Referring to FIG. 1B, a spacer 108 is then formed on the sidewall of the gate 102, followed by conducting a source/drain implantation process 110 to form a source/drain region 112 in the substrate 100. Subsequent to the implantation process, the silicon wafer is subjected to a thermal process to repair the crystal structure and to drive-in the dopants. The thermal processing, however, would lead to a lateral diffusion of the source/drain extension region 106 and an increase of the junction depth, enhancing the short channel effect.
The present invention provides a fabrication method for a metal oxide semiconductor transistor, wherein the junction depth and the dopant profile of the source/drain region are controlled to mitigate the short channel effect. The fabrication of the deep sub-micron device is therefore achieved.
The present invention provides a fabrication method for a metal oxide semiconductor transistor, wherein a source/drain implantation is conducted on a substrate that already comprises a gate having a spacer on the sidewall of the gate to form a source/drain region in the substrate beside the spacer of the gate.
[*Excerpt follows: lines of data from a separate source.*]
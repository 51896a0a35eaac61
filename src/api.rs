use crate::dto::{CreateIncident, Incident, IncidentPage, UpdateIncident};
use crate::state::ListQuery;
use serde::de::DeserializeOwned;
use serde::Serialize;
use thiserror::Error;
use wasm_bindgen::{JsCast, JsValue};
use wasm_bindgen_futures::JsFuture;
use web_sys::{AbortSignal, Request, RequestInit, Response};

#[derive(Clone, Debug, Error)]
pub enum ApiError {
    /// The request never completed: no connectivity, DNS failure, or an
    /// explicit abort (see [`ApiError::Cancelled`]).
    #[error("network error: {0}")]
    Network(String),
    /// The server answered with a non-2xx status.
    #[error("HTTP {status}")]
    RequestFailed { status: u16, body: Option<String> },
    /// The response body was not the JSON shape we expected.
    #[error("invalid response: {0}")]
    Decode(String),
    /// The caller aborted the request. Never shown to the user.
    #[error("request cancelled")]
    Cancelled,
}

impl ApiError {
    pub fn is_cancelled(&self) -> bool {
        matches!(self, ApiError::Cancelled)
    }
}

/// Thin wrapper over the browser fetch API against one configured base URL.
/// The base URL is injected at construction so tests and deployments can vary
/// it without process-wide state.
#[derive(Clone)]
pub struct ApiClient {
    base_url: String,
}

impl ApiClient {
    pub fn new(base_url: impl Into<String>) -> Self {
        let mut base_url = base_url.into();
        while base_url.ends_with('/') {
            base_url.pop();
        }
        ApiClient { base_url }
    }

    pub fn base_url(&self) -> &str {
        &self.base_url
    }

    pub async fn list_incidents(
        &self,
        query: &ListQuery,
        signal: Option<&AbortSignal>,
    ) -> Result<IncidentPage, ApiError> {
        let path = format!("/incidents?{}", query.to_query_string());
        self.request("GET", &path, None, signal).await
    }

    pub async fn get_incident(&self, id: &str) -> Result<Incident, ApiError> {
        self.request("GET", &format!("/incidents/{id}"), None, None)
            .await
    }

    pub async fn create_incident(&self, body: &CreateIncident) -> Result<Incident, ApiError> {
        self.request("POST", "/incidents", Some(encode(body)?), None)
            .await
    }

    pub async fn update_incident(
        &self,
        id: &str,
        body: &UpdateIncident,
    ) -> Result<Incident, ApiError> {
        self.request(
            "PATCH",
            &format!("/incidents/update/{id}"),
            Some(encode(body)?),
            None,
        )
        .await
    }

    async fn request<T>(
        &self,
        method: &str,
        path: &str,
        body: Option<String>,
        signal: Option<&AbortSignal>,
    ) -> Result<T, ApiError>
    where
        T: DeserializeOwned,
    {
        let init = RequestInit::new();
        init.set_method(method);
        init.set_signal(signal);
        let has_body = body.is_some();
        if let Some(json) = body {
            init.set_body(&JsValue::from_str(&json));
        }

        let url = format!("{}{}", self.base_url, path);
        let request = Request::new_with_str_and_init(&url, &init)
            .map_err(|e| ApiError::Network(describe(&e)))?;
        if has_body {
            request
                .headers()
                .set("Content-Type", "application/json")
                .map_err(|e| ApiError::Network(describe(&e)))?;
        }

        let window =
            web_sys::window().ok_or_else(|| ApiError::Network("window not available".into()))?;
        let response = JsFuture::from(window.fetch_with_request(&request))
            .await
            .map_err(reject_to_error)?;
        let response: Response = response
            .dyn_into()
            .map_err(|_| ApiError::Decode("fetch did not yield a Response".into()))?;

        if !response.ok() {
            return Err(ApiError::RequestFailed {
                status: response.status(),
                body: body_text(&response).await,
            });
        }

        let json = response
            .json()
            .map_err(|_| ApiError::Decode("response body is not JSON".into()))?;
        let value = JsFuture::from(json)
            .await
            .map_err(|_| ApiError::Decode("response body is not JSON".into()))?;
        serde_wasm_bindgen::from_value(value).map_err(|e| ApiError::Decode(e.to_string()))
    }
}

fn encode<B: Serialize>(body: &B) -> Result<String, ApiError> {
    serde_json::to_string(body).map_err(|e| ApiError::Decode(e.to_string()))
}

/// Maps a fetch rejection. An abort surfaces as a DOMException named
/// "AbortError"; everything else is a transport failure.
fn reject_to_error(err: JsValue) -> ApiError {
    let name = js_sys::Reflect::get(&err, &JsValue::from_str("name"))
        .ok()
        .and_then(|v| v.as_string());
    if name.as_deref() == Some("AbortError") {
        return ApiError::Cancelled;
    }
    ApiError::Network(describe(&err))
}

fn describe(err: &JsValue) -> String {
    js_sys::Reflect::get(err, &JsValue::from_str("message"))
        .ok()
        .and_then(|v| v.as_string())
        .unwrap_or_else(|| format!("{err:?}"))
}

/// Best-effort read of an error response body for diagnostics.
async fn body_text(response: &Response) -> Option<String> {
    let promise = response.text().ok()?;
    JsFuture::from(promise).await.ok()?.as_string()
}

#[cfg(test)]
mod tests {
    use super::*;

    #[test]
    fn trailing_slashes_are_stripped_from_base_url() {
        let client = ApiClient::new("http://localhost:5000/api/");
        assert_eq!(client.base_url(), "http://localhost:5000/api");
    }

    #[test]
    fn cancelled_is_distinguished_from_other_errors() {
        assert!(ApiError::Cancelled.is_cancelled());
        assert!(!ApiError::Network("offline".into()).is_cancelled());
        let failed = ApiError::RequestFailed {
            status: 500,
            body: None,
        };
        assert!(!failed.is_cancelled());
        assert_eq!(failed.to_string(), "HTTP 500");
    }
}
Self-aligned silicide is further formed on the surface of the gate and source/drain region. A portion of the spacer is then removed to form a spacer with a triangular cross section. A tilt angle implantation is conducted on the substrate to form a source/drain extension region in the substrate under the spacer and the side of the gate. A thermal cycle process is conducted to adjust the junction depth and dopant profile of the source/drain extension region.
The present invention provides a spacer with a sharp corner to reduce the rat depth of the implanted ions in order to form a shallower source/drain extension region in the substrate under the spacer and the side of the gate. A thermal cycle process is further performed to provide a more accurate adjustment of the junction depth and the dopant profile of the source/drain extension region. The short channel effect due to a reduction of the device dimension is thereby prevented.
It is to be understood that both the foregoing general description and the following detailed description are exemplary, and are intended to provide further explanation of the invention as claimed.